A moose born on Battle Island in 1953 decided to call the place home, much to the surprise of the lighthouse keepers as there were no other moose on the island and very little to eat. The moose started out as a pet, but as it grew it soon gained the name “Obnoxious,” as it made havoc of the station’s garden and would mangle any equipment left unprotected. The animal soon became a nuisance, snorting and charging at Keeper George Brady anytime he went outside. The story of Keeper Brady jailed in his narrow tower on Battle Island by a ferocious beast captured the imagination of the press, and the keeper was soon receiving mail from various parts of Canada and the United States, including one letter from Brady’s brother in Ottawa who was concerned about his wellbeing.
During the fall of 1954, Keeper Brady solicited advice from his superiors regarding the moose predicament. Department of Transport officials contacted the Forestry Department, and a game warden was sent to Battle Island with a couple of gunmen. These men had a hard time tracking the moose, and when they finally managed to spot him, all four of their shots missed. Four days later, the warden returned with a photographer from the Toronto Telegram, and, adopting a more humane approach, the warden was able to get the moose into the water and direct it to another island.
While the experience provided some good laughs for Keeper Brady, he was happy to see Obnoxious leave the island and just hoped he never returned.
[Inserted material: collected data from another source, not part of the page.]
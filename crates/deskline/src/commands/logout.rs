//! Logout command - end the session and clear stored credentials.

use anyhow::Result;
use clap::Args;
use console::Style;

use super::Context;

/// Arguments for the logout command.
#[derive(Args, Debug)]
pub struct LogoutArgs {}

/// Run the logout command.
pub async fn run(_args: LogoutArgs, ctx: &Context) -> Result<()> {
    let (client, session) = ctx.restored().await?;
    let was_authenticated = session.is_authenticated();

    client.logout().await;

    if ctx.json_output {
        println!("{}", serde_json::json!({ "logged_out": was_authenticated }));
    } else if was_authenticated {
        println!("{} Logged out", Style::new().green().apply_to("✓"));
    } else {
        println!("Not logged in.");
    }
    Ok(())
}
//! Listen command - print realtime events until interrupted.

use anyhow::Result;
use clap::Args;
use console::Style;
use deskline_client::{Subscription, events};
use serde_json::Value;

use super::{Context, require_session};

/// Arguments for the listen command.
#[derive(Args, Debug)]
pub struct ListenArgs {
    /// Event to print (repeatable; default: notification, messageNotification)
    #[arg(short, long = "event")]
    pub events: Vec<String>,
}

/// Run the listen command.
pub async fn run(args: ListenArgs, ctx: &Context) -> Result<()> {
    let (client, session) = ctx.restored().await?;
    require_session(&session)?;

    let names = if args.events.is_empty() {
        vec![
            events::NOTIFICATION.to_string(),
            events::MESSAGE_NOTIFICATION.to_string(),
        ]
    } else {
        args.events
    };

    let realtime = client.realtime();
    let json_output = ctx.json_output;
    let mut subscriptions: Vec<Subscription> = names
        .iter()
        .map(|name| {
            let event = name.clone();
            realtime.subscribe(name, move |data| print_event(&event, data, json_output))
        })
        .collect();

    if !json_output {
        let dim = Style::new().dim();
        subscriptions.push(realtime.subscribe(events::CONNECT, move |_| {
            eprintln!("{}", dim.apply_to("connected"));
        }));
        let yellow = Style::new().yellow();
        subscriptions.push(realtime.subscribe(events::DISCONNECT, move |data| {
            let reason = data["reason"].as_str().unwrap_or("unknown");
            eprintln!("{} {}", yellow.apply_to("disconnected:"), reason);
        }));
    }
    subscriptions.push(realtime.subscribe(events::ERROR, |data| {
        tracing::warn!(error = %data, "realtime error");
    }));

    eprintln!(
        "Listening for {} as {} (Ctrl-C to stop)",
        names.join(", "),
        session.subject().unwrap_or("-")
    );

    let mut session_changes = client.session().watch();
    loop {
        tokio::select! {
            _ = tokio::signal::ctrl_c() => break,
            changed = session_changes.changed() => {
                if changed.is_err() || !session_changes.borrow_and_update().is_authenticated() {
                    eprintln!("Session ended. Run 'deskline login' to sign in again.");
                    break;
                }
            }
        }
    }

    drop(subscriptions);
    realtime.disconnect();
    Ok(())
}

fn print_event(event: &str, data: &Value, json_output: bool) {
    if json_output {
        println!("{}", serde_json::json!({ "event": event, "data": data }));
    } else {
        let cyan = Style::new().cyan();
        println!(
            "{} {} {}",
            chrono::Local::now().format("%H:%M:%S"),
            cyan.apply_to(event),
            data
        );
    }
}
Bert Saasto retired in November 1991 as the last keeper of Battle Island, but his connection with the lighthouse didn’t end there. Saasto subsequently returned to the island each summer to serve as a volunteer caretaker and interpreter until being diagnosed with cancer around 2013. One of the pieces of the island’s history that Saasto enjoyed pointing out to visitors was the boiler from the steamer Ontario, which ran aground on the island in a dense fog on August 10, 1899. The Ontario, which was bound for Nipigon to pick up a load of pulpwood, was a total wreck, but its crew was rescued. For many visitors to Battle Island, having the chance to meet Saasto and learn about the history of the island was the highlight of their trip. The following is his account of a November gale in 1977 that packed eighty-mile-per-hour winds:
The waves from Duluth built to fifty feet high and when they hit the rocks below the light they were strong enough and high enough to wash all the way up the tower. That’s about a hundred and twenty feet in all! They smashed the glass right out of the lantern. The storm lasted for three days and nights, and the roar of the storm is deafening. That’s what puts the fear of God in you, the sound of the wind and the waves. You can’t get away from it. You almost panic and you feel like running, but out there, there’s nowhere to run to.
Keepers: Charles Stephen McKay (1877 – 1913), Edward McKay (1913 – 1922), Malcolm Sutherland (1922 – 1932), Mrs. Malcolm Sutherland (1932 – 1933), John J. Sutherland (1933 – 1948), George Brady (1948 – 1961), Willard Hubelit (1961 – 1967), John Joiner (1967 – 1991), Bert Saasto (1991).